When the Creature demands a female companion, Victor destroys her before she can even exist.
The novel’s primary narrators—Victor, the Creature, and Robert Walton—are all men. Henry Clerval occupies the position of Victor’s closest intellectual companion. Women, meanwhile, are reduced to silent observers, sacrificial victims, or absent figures whose voices rarely shape the narrative.
This is not accidental.
Shelley constructs a world where male ambition repeatedly attempts to eliminate female agency, particularly in reproduction. Every attempt to erase women from creation results in death, isolation, and irreversible loss.
The destruction of the unfinished female creature is especially symbolic. Victor fears she may possess desires, choices, and autonomy beyond his control. Rather than allow an independent female existence, he annihilates her before she is born.
The act becomes one of the novel’s clearest expressions of patriarchal anxiety.
The Real Monster
Popular culture has long identified Frankenstein’s Creature as the monster.
Mary Shelley asks us to look elsewhere.
The novel suggests that monstrosity does not emerge from stitched flesh or unnatural birth. It emerges from a worldview that values domination over empathy, possession over partnership, and masculine authority over shared humanity.
Victor’s tragedy lies not in scientific curiosity but in his refusal to accept responsibility for the life he creates. His desire to replace women in the act of creation ultimately leaves him incapable of performing the nurturing role traditionally associated with parenthood.
He wants the power of creation without the labour of care.
That contradiction destroys everyone around him.

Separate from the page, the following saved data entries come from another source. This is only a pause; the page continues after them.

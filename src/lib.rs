// Media Upload Engine
// 分片媒体上传核心库：图片压缩、分片、重试、并发传输、上传门面

// 配置管理模块
pub mod config;

// 日志模块
pub mod logging;

// 对象存储接口与实现
pub mod storage;

// 上传引擎模块
pub mod uploader;

// 导出常用类型
pub use config::{AppConfig, BucketConfig, BucketRegistry};
pub use storage::{
    ErrorKind, LocalObjectStore, MemoryObjectStore, ObjectStore, StoreError, SupabaseStorage,
};
pub use uploader::{
    ProgressCallback, TransferError, UploadError, UploadFile, UploadOptions, UploadProgress,
    UploadResult, UploadService, UploadSettings, UploadStage, UploadStatus,
};
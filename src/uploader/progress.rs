//! 上传进度
//!
//! 进度通过回调推送给调用方：
//! - 百分比单调不减
//! - 中间事件按时间节流，避免事件风暴
//! - 每次上传恰好一个终态事件（complete / error），终态之后的更新全部丢弃

use parking_lot::Mutex;
use serde::{Deserialize, Serialize};
use std::fmt;
use std::sync::atomic::{AtomicU64, Ordering};
use std::sync::Arc;
use std::time::{Duration, Instant};

/// 默认节流间隔（毫秒）
pub const DEFAULT_THROTTLE_INTERVAL_MS: u64 = 200;

/// 进度状态
#[derive(Debug, Clone, Copy, Serialize, Deserialize, PartialEq, Eq)]
#[serde(rename_all = "lowercase")]
pub enum UploadStatus {
    Pending,
    Uploading,
    /// 压缩 / 缩略图 / 合并阶段
    Processing,
    Complete,
    Error,
}

impl UploadStatus {
    pub fn is_terminal(&self) -> bool {
        matches!(self, UploadStatus::Complete | UploadStatus::Error)
    }
}

/// 进度事件
#[derive(Debug, Clone, Serialize, Deserialize, PartialEq)]
pub struct UploadProgress {
    pub file_name: String,
    pub bytes_uploaded: u64,
    pub total_bytes: u64,
    pub percentage: f64,
    pub status: UploadStatus,
    #[serde(skip_serializing_if = "Option::is_none")]
    pub error: Option<String>,
}

/// 计算百分比，结果限制在 [0, 100]
pub fn percentage(bytes_uploaded: u64, total_bytes: u64) -> f64 {
    if total_bytes == 0 {
        return 0.0;
    }
    (bytes_uploaded as f64 / total_bytes as f64 * 100.0).clamp(0.0, 100.0)
}

/// 进度回调
pub type ProgressCallback = Arc<dyn Fn(UploadProgress) + Send + Sync>;

/// 进度事件节流器
///
/// 使用原子操作记录上次发布时间，`should_emit()` 返回 true 时才发布事件
#[derive(Debug)]
pub struct ProgressThrottler {
    /// 基准时间
    origin: Instant,
    /// 上次发布事件的时间（相对基准的纳秒数，0 表示从未发布）
    last_emit_nanos: AtomicU64,
    /// 节流间隔（纳秒）
    interval_nanos: u64,
}

impl ProgressThrottler {
    pub fn new(interval: Duration) -> Self {
        Self {
            origin: Instant::now(),
            last_emit_nanos: AtomicU64::new(0),
            interval_nanos: interval.as_nanos() as u64,
        }
    }

    pub fn with_millis(interval_ms: u64) -> Self {
        Self::new(Duration::from_millis(interval_ms))
    }

    /// 距离上次发布超过节流间隔时返回 true 并更新时间戳
    pub fn should_emit(&self) -> bool {
        if self.interval_nanos == 0 {
            return true;
        }
        // +1 保证第一次调用总是发布
        let now = self.origin.elapsed().as_nanos() as u64 + 1;
        let last = self.last_emit_nanos.load(Ordering::Relaxed);

        if last != 0 && now.saturating_sub(last) < self.interval_nanos {
            return false;
        }
        self.last_emit_nanos
            .compare_exchange(last, now, Ordering::Relaxed, Ordering::Relaxed)
            .is_ok()
    }

    /// 强制发布（状态切换、终态）
    pub fn force_emit(&self) {
        let now = self.origin.elapsed().as_nanos() as u64 + 1;
        self.last_emit_nanos.store(now, Ordering::Relaxed);
    }
}

#[derive(Debug)]
struct ReporterState {
    total_bytes: u64,
    bytes_uploaded: u64,
    status: UploadStatus,
    finished: bool,
}

/// 单个文件的进度汇总器
///
/// 回调在锁内调用，保证多个分片任务并发汇报时事件顺序与百分比一致。
/// 回调里不要再调用同一个 reporter。
pub struct ProgressReporter {
    file_name: String,
    callback: Option<ProgressCallback>,
    throttler: ProgressThrottler,
    state: Mutex<ReporterState>,
}

impl fmt::Debug for ProgressReporter {
    fn fmt(&self, f: &mut fmt::Formatter<'_>) -> fmt::Result {
        f.debug_struct("ProgressReporter")
            .field("file_name", &self.file_name)
            .field("has_callback", &self.callback.is_some())
            .field("state", &*self.state.lock())
            .finish()
    }
}

impl ProgressReporter {
    pub fn new(
        file_name: impl Into<String>,
        total_bytes: u64,
        callback: Option<ProgressCallback>,
        throttle_interval: Duration,
    ) -> Self {
        Self {
            file_name: file_name.into(),
            callback,
            throttler: ProgressThrottler::new(throttle_interval),
            state: Mutex::new(ReporterState {
                total_bytes,
                bytes_uploaded: 0,
                status: UploadStatus::Pending,
                finished: false,
            }),
        }
    }

    /// 不推送事件的汇报器（缩略图等附属上传使用）
    pub fn silent(file_name: impl Into<String>, total_bytes: u64) -> Self {
        Self::new(file_name, total_bytes, None, Duration::ZERO)
    }

    pub fn bytes_uploaded(&self) -> u64 {
        self.state.lock().bytes_uploaded
    }

    pub fn status(&self) -> UploadStatus {
        self.state.lock().status
    }

    pub fn is_finished(&self) -> bool {
        self.state.lock().finished
    }

    /// 更新总大小（压缩后大小变化），已上传字节数归零前不可调用
    pub fn set_total(&self, total_bytes: u64) {
        let mut state = self.state.lock();
        if !state.finished && state.bytes_uploaded == 0 {
            state.total_bytes = total_bytes;
        }
    }

    /// 切换状态并立即发布
    pub fn set_status(&self, status: UploadStatus) {
        let mut state = self.state.lock();
        if state.finished || status.is_terminal() {
            return;
        }
        state.status = status;
        self.throttler.force_emit();
        self.emit(&state, None);
    }

    /// 分片提交后累加字节数（节流发布）
    pub fn advance(&self, committed: u64) {
        let mut state = self.state.lock();
        if state.finished {
            return;
        }
        state.bytes_uploaded = state
            .bytes_uploaded
            .saturating_add(committed)
            .min(state.total_bytes);
        state.status = UploadStatus::Uploading;

        let reached_end = state.bytes_uploaded == state.total_bytes;
        if reached_end {
            self.throttler.force_emit();
            self.emit(&state, None);
        } else if self.throttler.should_emit() {
            self.emit(&state, None);
        }
    }

    /// 终态：完成
    pub fn complete(&self) {
        let mut state = self.state.lock();
        if state.finished {
            return;
        }
        state.finished = true;
        state.status = UploadStatus::Complete;
        state.bytes_uploaded = state.total_bytes;
        self.emit(&state, None);
    }

    /// 终态：失败（已上传字节数保持不变，百分比不回退）
    pub fn fail(&self, error: impl Into<String>) {
        let mut state = self.state.lock();
        if state.finished {
            return;
        }
        state.finished = true;
        state.status = UploadStatus::Error;
        self.emit(&state, Some(error.into()));
    }

    fn emit(&self, state: &ReporterState, error: Option<String>) {
        let Some(callback) = &self.callback else {
            return;
        };
        let percentage = if state.status == UploadStatus::Complete {
            100.0
        } else {
            percentage(state.bytes_uploaded, state.total_bytes)
        };
        callback(UploadProgress {
            file_name: self.file_name.clone(),
            bytes_uploaded: state.bytes_uploaded,
            total_bytes: state.total_bytes,
            percentage,
            status: state.status,
            error,
        });
    }
}
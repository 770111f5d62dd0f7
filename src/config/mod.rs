// 配置管理模块

pub mod buckets;

use anyhow::{Context, Result};
use serde::{Deserialize, Serialize};
use std::collections::BTreeMap;
use std::path::PathBuf;
use std::time::Duration;
use tokio::fs;

pub use buckets::{BucketConfig, BucketRegistry};

use crate::uploader::UploadSettings;

/// 应用配置
#[derive(Debug, Clone, Serialize, Deserialize, PartialEq)]
pub struct AppConfig {
    /// 上传配置
    #[serde(default)]
    pub upload: UploadConfig,
    /// 图片压缩配置
    #[serde(default)]
    pub compression: CompressionConfig,
    /// 存储后端配置
    #[serde(default)]
    pub storage: StorageConfig,
    /// 逻辑存储桶 -> 物理桶
    #[serde(default = "buckets::default_buckets")]
    pub buckets: BTreeMap<String, BucketConfig>,
    /// 日志配置
    #[serde(default)]
    pub log: LogConfig,
}

impl Default for AppConfig {
    fn default() -> Self {
        Self {
            upload: UploadConfig::default(),
            compression: CompressionConfig::default(),
            storage: StorageConfig::default(),
            buckets: buckets::default_buckets(),
            log: LogConfig::default(),
        }
    }
}

/// 日志配置
#[derive(Debug, Clone, Serialize, Deserialize, PartialEq)]
pub struct LogConfig {
    /// 是否启用日志文件持久化
    #[serde(default = "default_log_enabled")]
    pub enabled: bool,
    /// 日志文件保存目录
    #[serde(default = "default_log_dir")]
    pub log_dir: PathBuf,
    /// 日志保留天数（默认 7 天）
    #[serde(default = "default_log_retention_days")]
    pub retention_days: u32,
    /// 日志级别（默认 info）
    #[serde(default = "default_log_level")]
    pub level: String,
}

fn default_log_enabled() -> bool {
    true
}

fn default_log_dir() -> PathBuf {
    PathBuf::from("logs")
}

fn default_log_retention_days() -> u32 {
    7
}

fn default_log_level() -> String {
    "info".to_string()
}

impl Default for LogConfig {
    fn default() -> Self {
        Self {
            enabled: default_log_enabled(),
            log_dir: default_log_dir(),
            retention_days: default_log_retention_days(),
            level: default_log_level(),
        }
    }
}

/// 上传配置
#[derive(Debug, Clone, Serialize, Deserialize, PartialEq)]
pub struct UploadConfig {
    /// 分片大小（字节，默认 5MB）
    #[serde(default = "default_chunk_size")]
    pub chunk_size: u64,
    /// 最大文件大小（字节，默认 50MB）
    #[serde(default = "default_max_file_size")]
    pub max_file_size: u64,
    /// 最大重试次数
    #[serde(default = "default_max_retries")]
    pub max_retries: u32,
    /// 初始退避延迟（毫秒）
    #[serde(default = "default_retry_base_delay_ms")]
    pub retry_base_delay_ms: u64,
    /// 最大退避延迟（毫秒）
    #[serde(default = "default_retry_max_delay_ms")]
    pub retry_max_delay_ms: u64,
    /// 单个文件最大并发分片数
    #[serde(default = "default_max_concurrent_uploads")]
    pub max_concurrent_uploads: usize,
    /// 单次请求超时下限（秒）
    #[serde(default = "default_attempt_timeout_floor_secs")]
    pub attempt_timeout_floor_secs: u64,
    /// 估算超时用的带宽下限（KB/s）
    #[serde(default = "default_bandwidth_floor_kbps")]
    pub bandwidth_floor_kbps: u64,
    /// 超时倍数
    #[serde(default = "default_timeout_multiplier")]
    pub timeout_multiplier: u32,
    /// 进度事件节流间隔（毫秒）
    #[serde(default = "default_progress_interval_ms")]
    pub progress_interval_ms: u64,
    /// 签名地址有效期（秒）
    #[serde(default = "default_signed_url_ttl_secs")]
    pub signed_url_ttl_secs: u64,
    #[serde(default = "crate::uploader::default_image_types")]
    pub allowed_image_types: Vec<String>,
    #[serde(default = "crate::uploader::default_video_types")]
    pub allowed_video_types: Vec<String>,
}

fn default_chunk_size() -> u64 {
    crate::uploader::DEFAULT_CHUNK_SIZE
}
fn default_max_file_size() -> u64 {
    crate::uploader::DEFAULT_MAX_FILE_SIZE
}
fn default_max_retries() -> u32 {
    crate::uploader::retry::DEFAULT_MAX_RETRIES
}
fn default_retry_base_delay_ms() -> u64 {
    crate::uploader::retry::DEFAULT_BASE_DELAY_MS
}
fn default_retry_max_delay_ms() -> u64 {
    crate::uploader::retry::DEFAULT_MAX_DELAY_MS
}
fn default_max_concurrent_uploads() -> usize {
    crate::uploader::DEFAULT_MAX_CONCURRENT_UPLOADS
}
fn default_attempt_timeout_floor_secs() -> u64 {
    10
}
fn default_bandwidth_floor_kbps() -> u64 {
    crate::uploader::DEFAULT_BANDWIDTH_FLOOR / 1024
}
fn default_timeout_multiplier() -> u32 {
    3
}
fn default_progress_interval_ms() -> u64 {
    crate::uploader::progress::DEFAULT_THROTTLE_INTERVAL_MS
}
fn default_signed_url_ttl_secs() -> u64 {
    3600
}

impl Default for UploadConfig {
    fn default() -> Self {
        Self {
            chunk_size: default_chunk_size(),
            max_file_size: default_max_file_size(),
            max_retries: default_max_retries(),
            retry_base_delay_ms: default_retry_base_delay_ms(),
            retry_max_delay_ms: default_retry_max_delay_ms(),
            max_concurrent_uploads: default_max_concurrent_uploads(),
            attempt_timeout_floor_secs: default_attempt_timeout_floor_secs(),
            bandwidth_floor_kbps: default_bandwidth_floor_kbps(),
            timeout_multiplier: default_timeout_multiplier(),
            progress_interval_ms: default_progress_interval_ms(),
            signed_url_ttl_secs: default_signed_url_ttl_secs(),
            allowed_image_types: crate::uploader::default_image_types(),
            allowed_video_types: crate::uploader::default_video_types(),
        }
    }
}

/// 图片压缩配置
#[derive(Debug, Clone, Serialize, Deserialize, PartialEq)]
pub struct CompressionConfig {
    #[serde(default = "default_max_width")]
    pub max_width: u32,
    #[serde(default = "default_max_height")]
    pub max_height: u32,
    /// 压缩质量 (0, 1]
    #[serde(default = "default_quality")]
    pub quality: f32,
    /// 缩略图最长边（像素）
    #[serde(default = "default_thumbnail_size")]
    pub thumbnail_size: u32,
    #[serde(default = "default_thumbnail_quality")]
    pub thumbnail_quality: f32,
}

fn default_max_width() -> u32 {
    1920
}
fn default_max_height() -> u32 {
    1080
}
fn default_quality() -> f32 {
    0.85
}
fn default_thumbnail_size() -> u32 {
    400
}
fn default_thumbnail_quality() -> f32 {
    0.7
}

impl Default for CompressionConfig {
    fn default() -> Self {
        Self {
            max_width: default_max_width(),
            max_height: default_max_height(),
            quality: default_quality(),
            thumbnail_size: default_thumbnail_size(),
            thumbnail_quality: default_thumbnail_quality(),
        }
    }
}

/// 存储后端
#[derive(Debug, Clone, Copy, Serialize, Deserialize, PartialEq, Eq, Default)]
#[serde(rename_all = "lowercase")]
pub enum StorageBackend {
    /// 本地文件系统
    #[default]
    Local,
    /// Supabase Storage REST API
    Supabase,
}

/// 存储配置
#[derive(Debug, Clone, Serialize, Deserialize, PartialEq)]
pub struct StorageConfig {
    #[serde(default)]
    pub backend: StorageBackend,
    /// 本地存储根目录
    #[serde(default = "default_local_root")]
    pub local_root: PathBuf,
    /// 本地存储的公开地址前缀
    #[serde(default, skip_serializing_if = "Option::is_none")]
    pub public_base_url: Option<String>,
    /// 可被 SUPABASE_URL 覆盖
    #[serde(default, skip_serializing_if = "Option::is_none")]
    pub supabase_url: Option<String>,
    /// 可被 SUPABASE_ANON_KEY 覆盖
    #[serde(default, skip_serializing_if = "Option::is_none")]
    pub supabase_key: Option<String>,
}

fn default_local_root() -> PathBuf {
    PathBuf::from("storage")
}

impl Default for StorageConfig {
    fn default() -> Self {
        Self {
            backend: StorageBackend::default(),
            local_root: default_local_root(),
            public_base_url: None,
            supabase_url: None,
            supabase_key: None,
        }
    }
}

impl AppConfig {
    /// 从文件加载配置（应用环境变量覆盖并校验）
    pub async fn load_from_file(path: &str) -> Result<Self> {
        let content = fs::read_to_string(path)
            .await
            .context("Failed to read config file")?;

        let mut config: AppConfig =
            toml::from_str(&content).context("Failed to parse config file")?;
        config.apply_env_overrides();
        config.validate().context("配置校验失败")?;

        Ok(config)
    }

    /// 保存配置到文件
    pub async fn save_to_file(&self, path: &str) -> Result<()> {
        let content = toml::to_string_pretty(self).context("Failed to serialize config")?;

        // 确保父目录存在
        if let Some(parent) = std::path::Path::new(path).parent() {
            if !parent.as_os_str().is_empty() {
                fs::create_dir_all(parent)
                    .await
                    .context("Failed to create config directory")?;
            }
        }

        fs::write(path, content)
            .await
            .context("Failed to write config file")?;

        tracing::info!("配置已保存: {}", path);
        Ok(())
    }

    /// 加载或创建默认配置
    pub async fn load_or_default(path: &str) -> Self {
        match Self::load_from_file(path).await {
            Ok(config) => {
                tracing::info!("配置文件加载成功: {}", path);
                config
            }
            Err(e) => {
                tracing::warn!("配置文件加载失败，使用默认配置: {:#}", e);
                let mut default_config = Self::default();

                // 首次启动：写出默认配置
                if !std::path::Path::new(path).exists() {
                    if let Err(e) = default_config.save_to_file(path).await {
                        tracing::error!("保存默认配置失败: {}", e);
                    }
                }

                default_config.apply_env_overrides();
                default_config
            }
        }
    }

    /// 环境变量覆盖存储凭据
    pub fn apply_env_overrides(&mut self) {
        self.apply_overrides_from(|name| std::env::var(name).ok());
    }

    pub fn apply_overrides_from<F>(&mut self, lookup: F)
    where
        F: Fn(&str) -> Option<String>,
    {
        let non_empty = |name: &str| lookup(name).filter(|v| !v.trim().is_empty());
        if let Some(url) = non_empty("SUPABASE_URL") {
            self.storage.supabase_url = Some(url);
        }
        if let Some(key) = non_empty("SUPABASE_ANON_KEY") {
            self.storage.supabase_key = Some(key);
        }
    }

    /// 校验各项限制
    pub fn validate(&self) -> Result<()> {
        let upload = &self.upload;
        anyhow::ensure!(upload.chunk_size > 0, "chunk_size 必须大于 0");
        anyhow::ensure!(
            upload.max_file_size >= upload.chunk_size,
            "max_file_size ({}) 不能小于 chunk_size ({})",
            upload.max_file_size,
            upload.chunk_size
        );
        anyhow::ensure!(
            upload.max_concurrent_uploads >= 1,
            "max_concurrent_uploads 至少为 1"
        );
        anyhow::ensure!(upload.bandwidth_floor_kbps > 0, "bandwidth_floor_kbps 必须大于 0");

        let compression = &self.compression;
        for (name, quality) in [
            ("quality", compression.quality),
            ("thumbnail_quality", compression.thumbnail_quality),
        ] {
            anyhow::ensure!(
                quality > 0.0 && quality <= 1.0,
                "{} 必须在 (0, 1] 范围内: {}",
                name,
                quality
            );
        }
        anyhow::ensure!(
            compression.max_width > 0 && compression.max_height > 0 && compression.thumbnail_size > 0,
            "压缩尺寸必须大于 0"
        );

        for (key, bucket) in &self.buckets {
            anyhow::ensure!(!bucket.name.trim().is_empty(), "存储桶 {} 的名称为空", key);
        }

        if self.storage.backend == StorageBackend::Supabase {
            anyhow::ensure!(
                self.storage.supabase_url.is_some() && self.storage.supabase_key.is_some(),
                "supabase 后端需要 supabase_url 和 supabase_key（或 SUPABASE_URL / SUPABASE_ANON_KEY）"
            );
        }
        Ok(())
    }

    /// 生成注入上传服务的参数
    pub fn upload_settings(&self) -> UploadSettings {
        let upload = &self.upload;
        let compression = &self.compression;
        UploadSettings {
            chunk_size: upload.chunk_size,
            max_file_size: upload.max_file_size,
            max_retries: upload.max_retries,
            retry_base_delay: Duration::from_millis(upload.retry_base_delay_ms),
            retry_max_delay: Duration::from_millis(upload.retry_max_delay_ms),
            max_concurrent_uploads: upload.max_concurrent_uploads,
            max_width: compression.max_width,
            max_height: compression.max_height,
            quality: compression.quality,
            thumbnail_size: compression.thumbnail_size,
            thumbnail_quality: compression.thumbnail_quality,
            allowed_image_types: normalize_types(&upload.allowed_image_types),
            allowed_video_types: normalize_types(&upload.allowed_video_types),
            attempt_timeout_floor: Duration::from_secs(upload.attempt_timeout_floor_secs),
            bandwidth_floor: upload.bandwidth_floor_kbps * 1024,
            timeout_multiplier: upload.timeout_multiplier,
            progress_interval: Duration::from_millis(upload.progress_interval_ms),
            signed_url_ttl: Duration::from_secs(upload.signed_url_ttl_secs),
        }
    }

    /// 存储桶注册表（应用 STORAGE_BUCKET_<KEY> 覆盖）
    pub fn bucket_registry(&self) -> BucketRegistry {
        BucketRegistry::from_env(self.buckets.clone())
    }
}

fn normalize_types(types: &[String]) -> Vec<String> {
    types.iter().map(|t| t.trim().to_ascii_lowercase()).collect()
}
impl SupabaseStorage {
    /// 创建客户端
    ///
    /// # 参数
    /// * `base_url` - 项目地址，例如 `https://xyz.supabase.co`
    /// * `api_key` - anon / service key
    pub fn new(base_url: impl Into<String>, api_key: impl Into<String>) -> StoreResult<Self> {
        let client = Client::builder()
            .connect_timeout(Duration::from_secs(10))
            .build()
            .map_err(|e| StoreError::new(ErrorKind::Unknown, format!("创建 HTTP 客户端失败: {}", e)))?;

        Ok(Self::with_client(client, base_url, api_key))
    }

    pub fn with_client(
        client: Client,
        base_url: impl Into<String>,
        api_key: impl Into<String>,
    ) -> Self {
        Self {
            client,
            base_url: base_url.into().trim_end_matches('/').to_string(),
            api_key: api_key.into(),
        }
    }

    fn object_url(&self, bucket: &str, key: &str) -> String {
        format!(
            "{}/storage/v1/object/{}/{}",
            self.base_url,
            urlencoding::encode(bucket),
            encode_key(key)
        )
    }

    /// 读取 key 上的分片清单
    ///
    /// 对象不存在或不是清单时返回 None，只读取清单的响应体
    async fn fetch_manifest(
        &self,
        bucket: &str,
        key: &str,
    ) -> StoreResult<Option<ChunkManifest>> {
        let url = format!(
            "{}/storage/v1/object/authenticated/{}/{}",
            self.base_url,
            urlencoding::encode(bucket),
            encode_key(key)
        );
        let response = self
            .client
            .get(&url)
            .bearer_auth(&self.api_key)
            .header("apikey", &self.api_key)
            .send()
            .await
            .map_err(|e| map_reqwest_error("读取请求发送失败", e))?;
        if response.status() == StatusCode::NOT_FOUND {
            return Ok(None);
        }
        let response = Self::check_response(response, "读取对象").await?;

        let is_manifest = response
            .headers()
            .get(CONTENT_TYPE)
            .and_then(|v| v.to_str().ok())
            .map(|v| v.starts_with(MANIFEST_CONTENT_TYPE))
            .unwrap_or(false);
        if !is_manifest {
            return Ok(None);
        }

        let manifest = response
            .json::<ChunkManifest>()
            .await
            .map_err(|e| map_reqwest_error("解析分片清单失败", e))?;
        Ok(Some(manifest))
    }

    async fn check_response(response: Response, context: &str) -> StoreResult<Response> {
        let status = response.status();
        if status.is_success() {
            return Ok(response);
        }

        let body = response.text().await.unwrap_or_default();
        let detail = serde_json::from_str::<ErrorResponse>(&body)
            .ok()
            .and_then(|e| {
                let code = e.status_code.unwrap_or_default();
                e.message.or(e.error).map(|m| format!("{} {}", code, m))
            })
            .unwrap_or(body);

        let kind = ErrorKind::from_status(status.as_u16());
        error!(
            "{}失败: status={}, retriable={}, detail={}",
            context,
            status,
            kind.is_retriable(),
            detail
        );
        Err(StoreError::new(
            kind,
            format!("{}失败: HTTP {} {}", context, status.as_u16(), detail.trim()),
        ))
    }
}

/// reqwest 错误分类
fn classify_reqwest_error(e: &reqwest::Error) -> ErrorKind {
    if e.is_timeout() {
        ErrorKind::Timeout
    } else if e.is_connect() || e.is_request() || e.is_body() {
        ErrorKind::Network
    } else if let Some(status) = e.status() {
        ErrorKind::from_status(status.as_u16())
    } else if e.is_decode() {
        ErrorKind::ServerError
    } else {
        ErrorKind::Unknown
    }
}

fn map_reqwest_error(context: &str, e: reqwest::Error) -> StoreError {
    StoreError::new(classify_reqwest_error(&e), format!("{}: {}", context, e))
}

#[async_trait]
impl ObjectStore for SupabaseStorage {
    async fn put_object(
        &self,
        bucket: &str,
        key: &str,
        data: Bytes,
        options: &PutOptions,
    ) -> StoreResult<PutReceipt> {
        let url = self.object_url(bucket, key);
        let size = data.len();
        debug!("上传对象: bucket={}, key={}, size={}", bucket, key, size);

        let mut request = self
            .client
            .post(&url)
            .bearer_auth(&self.api_key)
            .header("apikey", &self.api_key)
            .header("x-upsert", "true")
            .header(
                "Content-Type",
                options
                    .content_type
                    .as_deref()
                    .unwrap_or("application/octet-stream"),
            );
        if let Some(cache_control) = &options.cache_control {
            request = request.header("cache-control", cache_control.as_str());
        }

        let response = request
            .body(data)
            .send()
            .await
            .map_err(|e| map_reqwest_error("上传请求发送失败", e))?;
        let response = Self::check_response(response, "上传对象").await?;

        let body: UploadResponse = response
            .json()
            .await
            .map_err(|e| map_reqwest_error("解析上传响应失败", e))?;
        debug!(
            "上传对象完成: key={:?}, id={:?}, size={}",
            body.key, body.id, size
        );

        Ok(PutReceipt { etag: body.id })
    }

    async fn finalize_multipart(
        &self,
        bucket: &str,
        key: &str,
        parts: &[CommittedPart],
        options: &PutOptions,
    ) -> StoreResult<()> {
        let manifest = ChunkManifest {
            version: 1,
            content_type: options.content_type.clone(),
            total_size: parts.iter().map(|p| p.size).sum(),
            parts: parts.to_vec(),
        };
        let body = serde_json::to_vec(&manifest)
            .map_err(|e| StoreError::new(ErrorKind::BadRequest, format!("序列化清单失败: {}", e)))?;

        info!(
            "写入分片清单: bucket={}, key={}, parts={}, total={} bytes",
            bucket,
            key,
            parts.len(),
            manifest.total_size
        );
        self.put_object(
            bucket,
            key,
            Bytes::from(body),
            &PutOptions::with_content_type(MANIFEST_CONTENT_TYPE),
        )
        .await?;
        Ok(())
    }

    async fn delete_objects(&self, bucket: &str, keys: &[String]) -> StoreResult<()> {
        if keys.is_empty() {
            return Ok(());
        }

        // 合并后的对象是清单，分片仍在暂存路径下
        let mut prefixes: Vec<String> = keys.to_vec();
        for key in keys.iter().filter(|k| !k.starts_with(STAGING_PREFIX)) {
            match self.fetch_manifest(bucket, key).await {
                Ok(Some(manifest)) => {
                    debug!(
                        "对象 {} 是分片清单，一并删除 {} 个暂存分片",
                        key,
                        manifest.parts.len()
                    );
                    for part in manifest.parts {
                        if !prefixes.contains(&part.staging_key) {
                            prefixes.push(part.staging_key);
                        }
                    }
                }
                Ok(None) => {}
                Err(e) if e.is_retriable() => return Err(e),
                Err(e) => warn!("读取分片清单失败，只删除对象本身: {}: {}", key, e),
            }
        }

        let url = format!(
            "{}/storage/v1/object/{}",
            self.base_url,
            urlencoding::encode(bucket)
        );
        let response = self
            .client
            .delete(&url)
            .bearer_auth(&self.api_key)
            .header("apikey", &self.api_key)
            .json(&serde_json::json!({ "prefixes": prefixes }))
            .send()
            .await
            .map_err(|e| map_reqwest_error("删除请求发送失败", e))?;
        Self::check_response(response, "删除对象").await?;
        debug!("已删除 {} 个对象: bucket={}", prefixes.len(), bucket);
        Ok(())
    }

    fn public_url(&self, bucket: &str, key: &str) -> String {
        format!(
            "{}/storage/v1/object/public/{}/{}",
            self.base_url,
            urlencoding::encode(bucket),
            encode_key(key)
        )
    }

    async fn create_signed_url(
        &self,
        bucket: &str,
        key: &str,
        ttl: Duration,
    ) -> StoreResult<String> {
        let url = format!(
            "{}/storage/v1/object/sign/{}/{}",
            self.base_url,
            urlencoding::encode(bucket),
            encode_key(key)
        );
        let response = self
            .client
            .post(&url)
            .bearer_auth(&self.api_key)
            .header("apikey", &self.api_key)
            .json(&serde_json::json!({ "expiresIn": ttl.as_secs() }))
            .send()
            .await
            .map_err(|e| map_reqwest_error("签名请求发送失败", e))?;
        let response = Self::check_response(response, "生成签名地址").await?;

        let body: SignedUrlResponse = response
            .json()
            .await
            .map_err(|e| map_reqwest_error("解析签名响应失败", e))?;

        // 服务端返回相对路径 /object/sign/...
        if body.signed_url.starts_with("http") {
            Ok(body.signed_url)
        } else {
            Ok(format!("{}/storage/v1{}", self.base_url, body.signed_url))
        }
    }
}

Why Frankenstein Still Matters
Two centuries after its publication, Frankenstein remains astonishingly contemporary.
As debates surrounding biotechnology, artificial intelligence, reproductive technologies, and genetic engineering continue to evolve, Shelley’s novel asks an enduring question: Who has the right to create life, and what happens when creation becomes an expression of power rather than responsibility?
Its answer is profoundly feminist.
The greatest horror is not scientific innovation itself. It is the patriarchal desire to monopolize creation, silence female agency, and mistake control for progress.
The Creature may be assembled from dead bodies, but the true monster is a system that believes life can flourish after erasing the women who have always made it possible.